My saddest day was when Valerie celebrated her thirtieth birthday curled up in a fetal position on my bed in the Carmel duplex, Puffy wedged up under her arm. After Gibert finished his hospital residency at the San Francisco Medical Center, he promptly asked Valerie to be his wife.

“Mom, it would have been perfect if I could have said yes,” Valerie sobbed and gulped air, trying to fit her words in between hiccups.

“Why couldn’t you say yes?” I knew why, but I let her tell me.

“We both could have had a career.” She calmed down, sat up on the bed, and started down her list. “He loved the property in Los Altos. We could have lived there.”
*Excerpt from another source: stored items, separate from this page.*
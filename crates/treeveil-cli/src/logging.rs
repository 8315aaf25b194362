//! Logging bootstrap built on `tracing` and `tracing-subscriber`.
//!
//! Pipeline stages log under `info_span!` scopes (read, transform, write)
//! so structured output groups cleanly. Record-level values never reach the
//! log; only counts, paths and column names do.

use std::fs::OpenOptions;
use std::io::{self, Write};
use std::path::PathBuf;
use std::sync::{Arc, Mutex};

use tracing::level_filters::LevelFilter;
use tracing_subscriber::{
    EnvFilter,
    fmt::{self, MakeWriter},
    layer::SubscriberExt,
    util::SubscriberInitExt,
};

/// Log output format.
#[derive(Debug, Clone, Copy, Default, PartialEq, Eq)]
pub enum LogFormat {
    /// Human-readable format with colors.
    #[default]
    Pretty,
    /// Compact single-line format.
    Compact,
    /// JSON format for machine parsing.
    Json,
}

/// Configuration for logging behavior.
#[derive(Debug, Clone)]
pub struct LogConfig {
    /// Level filter applied when `RUST_LOG` does not override it.
    pub level_filter: LevelFilter,
    /// Whether `RUST_LOG` may override the configured level.
    pub use_env_filter: bool,
    /// Output format.
    pub format: LogFormat,
    /// Optional log file path. When set, logs go to the file, not stderr.
    pub log_file: Option<PathBuf>,
    /// Whether to use ANSI colors.
    pub with_ansi: bool,
}

impl Default for LogConfig {
    fn default() -> Self {
        Self {
            level_filter: LevelFilter::WARN,
            use_env_filter: true,
            format: LogFormat::default(),
            log_file: None,
            with_ansi: true,
        }
    }
}

/// Initialize the global tracing subscriber.
///
/// Call once at startup.
///
/// # Errors
///
/// Returns an error if the log file cannot be opened.
pub fn init_logging(config: &LogConfig) -> io::Result<()> {
    if let Some(path) = &config.log_file {
        let file = OpenOptions::new().create(true).append(true).open(path)?;
        init_logging_with_writer(config, SharedFileWriter::new(file));
    } else {
        init_logging_with_writer(config, io::stderr);
    }
    Ok(())
}

/// Initialize logging with a custom writer (useful for testing).
pub fn init_logging_with_writer<W>(config: &LogConfig, writer: W)
where
    W: for<'writer> MakeWriter<'writer> + Send + Sync + 'static,
{
    let filter = build_env_filter(config);
    match config.format {
        LogFormat::Json => {
            let layer = fmt::layer().json().with_writer(writer).with_target(false);
            tracing_subscriber::registry()
                .with(filter)
                .with(layer)
                .init();
        }
        LogFormat::Compact => {
            let layer = fmt::layer()
                .compact()
                .with_writer(writer)
                .with_ansi(config.with_ansi)
                .with_target(false)
                .without_time();
            tracing_subscriber::registry()
                .with(filter)
                .with(layer)
                .init();
        }
        LogFormat::Pretty => {
            let layer = fmt::layer()
                .with_writer(writer)
                .with_ansi(config.with_ansi)
                .with_target(false)
                .without_time();
            tracing_subscriber::registry()
                .with(filter)
                .with(layer)
                .init();
        }
    }
}

/// Build the filter, letting `RUST_LOG` win when allowed and present.
fn build_env_filter(config: &LogConfig) -> EnvFilter {
    if config.use_env_filter
        && let Ok(filter) = EnvFilter::try_from_default_env()
    {
        return filter;
    }
    let level = config.level_filter.to_string().to_lowercase();
    // Our crates at the requested level; external crates stay at warn.
    EnvFilter::new(format!(
        "warn,treeveil_cli={level},treeveil_ingest={level},treeveil_model={level},\
         treeveil_output={level},treeveil_transform={level}",
    ))
}

#[derive(Clone)]
struct SharedFileWriter {
    file: Arc<Mutex<std::fs::File>>,
}

impl SharedFileWriter {
    fn new(file: std::fs::File) -> Self {
        Self {
            file: Arc::new(Mutex::new(file)),
        }
    }
}

struct SharedFileGuard {
    file: Arc<Mutex<std::fs::File>>,
}

impl Write for SharedFileGuard {
    fn write(&mut self, buf: &[u8]) -> io::Result<usize> {
        let mut guard = self
            .file
            .lock()
            .map_err(|_| io::Error::other("log file lock poisoned"))?;
        guard.write(buf)
    }

    fn flush(&mut self) -> io::Result<()> {
        let mut guard = self
            .file
            .lock()
            .map_err(|_| io::Error::other("log file lock poisoned"))?;
        guard.flush()
    }
}

impl<'a> MakeWriter<'a> for SharedFileWriter {
    type Writer = SharedFileGuard;

    fn make_writer(&'a self) -> Self::Writer {
        SharedFileGuard {
            file: Arc::clone(&self.file),
        }
    }
}
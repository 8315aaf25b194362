//! CLI argument definitions.

use std::path::PathBuf;

use clap::{Parser, ValueEnum};
use clap_verbosity_flag::{Verbosity, WarnLevel};
use colorchoice_clap::Color;

#[derive(Parser)]
#[command(
    name = "treeveil",
    version,
    about = "Obfuscate a family-tree table with a keyed one-way hash",
    long_about = "Obfuscate a family-tree table for sharing.\n\n\
                  Names, emails, webpages and cross-record ID references are replaced by\n\
                  keyed SHA-1 digests; birth and death dates are reduced to year, month\n\
                  name and day; free-text columns are dropped. The same nonce always\n\
                  produces the same digests, so repeated runs stay consistent."
)]
pub struct Cli {
    /// Input family-tree table (.csv, .xls, .xlsx or .ods).
    #[arg(value_name = "INPUT_FILE")]
    pub input_file: PathBuf,

    /// Output file; the extension selects the sink (.csv, .xls or .xlsx).
    #[arg(value_name = "OUTPUT_FILE")]
    pub output_file: PathBuf,

    /// Nonce mixed into every digest. Omit to generate one; the generated
    /// nonce is printed, and without it the digests cannot be reproduced
    /// on a later run.
    #[arg(long = "nonce", value_name = "NONCE")]
    pub nonce: Option<String>,

    /// Read and transform but write nothing.
    #[arg(long = "dry-run")]
    pub dry_run: bool,

    /// Adjust log verbosity (-v for debug, -vv for trace, -q for errors only).
    #[command(flatten)]
    pub verbosity: Verbosity<WarnLevel>,

    /// Control ANSI color output (auto, always, never).
    #[command(flatten)]
    pub color: Color,

    /// Log output format (pretty for human, json for machine parsing).
    #[arg(long = "log-format", value_enum, default_value = "pretty")]
    pub log_format: LogFormatArg,

    /// Write logs to a file instead of stderr.
    #[arg(long = "log-file", value_name = "PATH")]
    pub log_file: Option<PathBuf>,
}

/// CLI log format choices.
#[derive(Clone, Copy, ValueEnum)]
pub enum LogFormatArg {
    Pretty,
    Compact,
    Json,
}

#[cfg(test)]
mod tests {
    use clap::CommandFactory;

    use super::*;

    #[test]
    fn command_definition_is_consistent() {
        Cli::command().debug_assert();
    }

    #[test]
    fn positional_arguments_parse() {
        let cli = Cli::try_parse_from(["treeveil", "in.xls", "out.csv", "--nonce", "xyz"])
            .expect("parse");
        assert_eq!(cli.input_file, PathBuf::from("in.xls"));
        assert_eq!(cli.output_file, PathBuf::from("out.csv"));
        assert_eq!(cli.nonce.as_deref(), Some("xyz"));
        assert!(!cli.dry_run);
    }

    #[test]
    fn nonce_is_optional() {
        let cli = Cli::try_parse_from(["treeveil", "in.csv", "out.csv"]).expect("parse");
        assert_eq!(cli.nonce, None);
    }
}
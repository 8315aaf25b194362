#![deny(unsafe_code)]

use std::ffi::OsStr;
use std::path::Path;

use treeveil_model::Record;

use crate::csv_source::read_csv_records;
use crate::error::{IngestError, Result};
use crate::workbook::read_workbook_records;

/// Reads the full record set, selecting the reader by file extension.
///
/// # Errors
///
/// Fails on an unrecognized extension or any reader error; no partial
/// record set is ever returned.
pub fn read_records(path: &Path) -> Result<Vec<Record>> {
    let extension = path
        .extension()
        .and_then(OsStr::to_str)
        .map(str::to_ascii_lowercase);
    match extension.as_deref() {
        Some("csv") => read_csv_records(path),
        Some("xls") | Some("xlsx") | Some("ods") => read_workbook_records(path),
        _ => Err(IngestError::UnsupportedInput {
            path: path.to_path_buf(),
        }),
    }
}
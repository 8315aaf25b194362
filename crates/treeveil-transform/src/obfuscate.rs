#![deny(unsafe_code)]

//! The record-level obfuscation transform.

use treeveil_model::{DateCell, Gender, LivingStatus, ObfuscatedRecord, Record, columns};

use crate::dates::decompose;
use crate::error::{Result, TransformError};
use crate::hash::obfuscate_value;

/// Obfuscates a whole record set with one nonce.
///
/// Pure and non-destructive: the input is borrowed and a new record set is
/// returned. Every identifier-bearing field is hashed with the same nonce,
/// so a hashed parent reference stays equal to the hash of the parent's own
/// id across the whole set. Optional fields that are absent stay absent.
///
/// # Errors
///
/// The first malformed date aborts the whole transform; a partially
/// obfuscated record set is never returned.
pub fn obfuscate(records: &[Record], nonce: &str) -> Result<Vec<ObfuscatedRecord>> {
    records
        .iter()
        .map(|record| obfuscate_record(record, nonce))
        .collect()
}

fn obfuscate_record(record: &Record, nonce: &str) -> Result<ObfuscatedRecord> {
    let birth = decompose(&record.birth).map_err(|source| TransformError::Date {
        record_id: record.id.clone(),
        column: columns::DATE_OF_BIRTH,
        value: date_text(&record.birth),
        source,
    })?;
    let death = decompose(&record.death).map_err(|source| TransformError::Date {
        record_id: record.id.clone(),
        column: columns::DATE_OF_DEATH,
        value: date_text(&record.death),
        source,
    })?;

    let hash = |value: &str| obfuscate_value(value, nonce);
    let hash_if_present = |value: &Option<String>| value.as_deref().map(hash);

    Ok(ObfuscatedRecord {
        id: hash(&record.id),
        last_name: hash(&record.last_name),
        father_id: hash_if_present(&record.father_id),
        mother_id: hash_if_present(&record.mother_id),
        webpage: hash_if_present(&record.webpage),
        email: hash_if_present(&record.email),
        gender: recode_gender(record.gender),
        status: recode_status(record.living),
        birth,
        death,
    })
}

/// Gender code 1 is female; every other code, including an absent one,
/// recodes to male.
fn recode_gender(code: Option<i64>) -> Gender {
    match code {
        Some(1) => Gender::Female,
        _ => Gender::Male,
    }
}

/// Living flag 1 is living, any other defined value is deceased, and an
/// absent flag is the distinct unknown category.
fn recode_status(flag: Option<i64>) -> LivingStatus {
    match flag {
        None => LivingStatus::Unknown,
        Some(1) => LivingStatus::Living,
        Some(_) => LivingStatus::Deceased,
    }
}

fn date_text(cell: &DateCell) -> String {
    match cell {
        DateCell::Composite(text) => text.clone(),
        DateCell::Year(year) => year.to_string(),
        DateCell::Absent => String::new(),
    }
}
I lowered my chin, raised my eyes to look at her, and waited.

“But he cheated on me!”

There it was. What I was expecting.

“And, I want children and he doesn’t. Not American children.”

Okay, that one I wasn’t expecting. I’d given up on ever having grandchildren. I was very proud of Dr. Valerie Carter, Professor Valerie Carter, and novelist Valerie Moraga Carter. I was amused by Valerie the land baron and neighborhood irritant, but the day Valerie gave her engagement ring back to Andy, I put away my dreams of ever hearing a child call my child Mommy.

That moment was not the time to suggest to Valerie that she couldn’t have it all. She understood that she was up against a clock that can’t be adjusted to fit ambitious agendas. She’d made her choices and now the pain of emptiness overwhelmed her.

“Oh baby.” I sat down on the bed and gathered her in my arms and we cried together.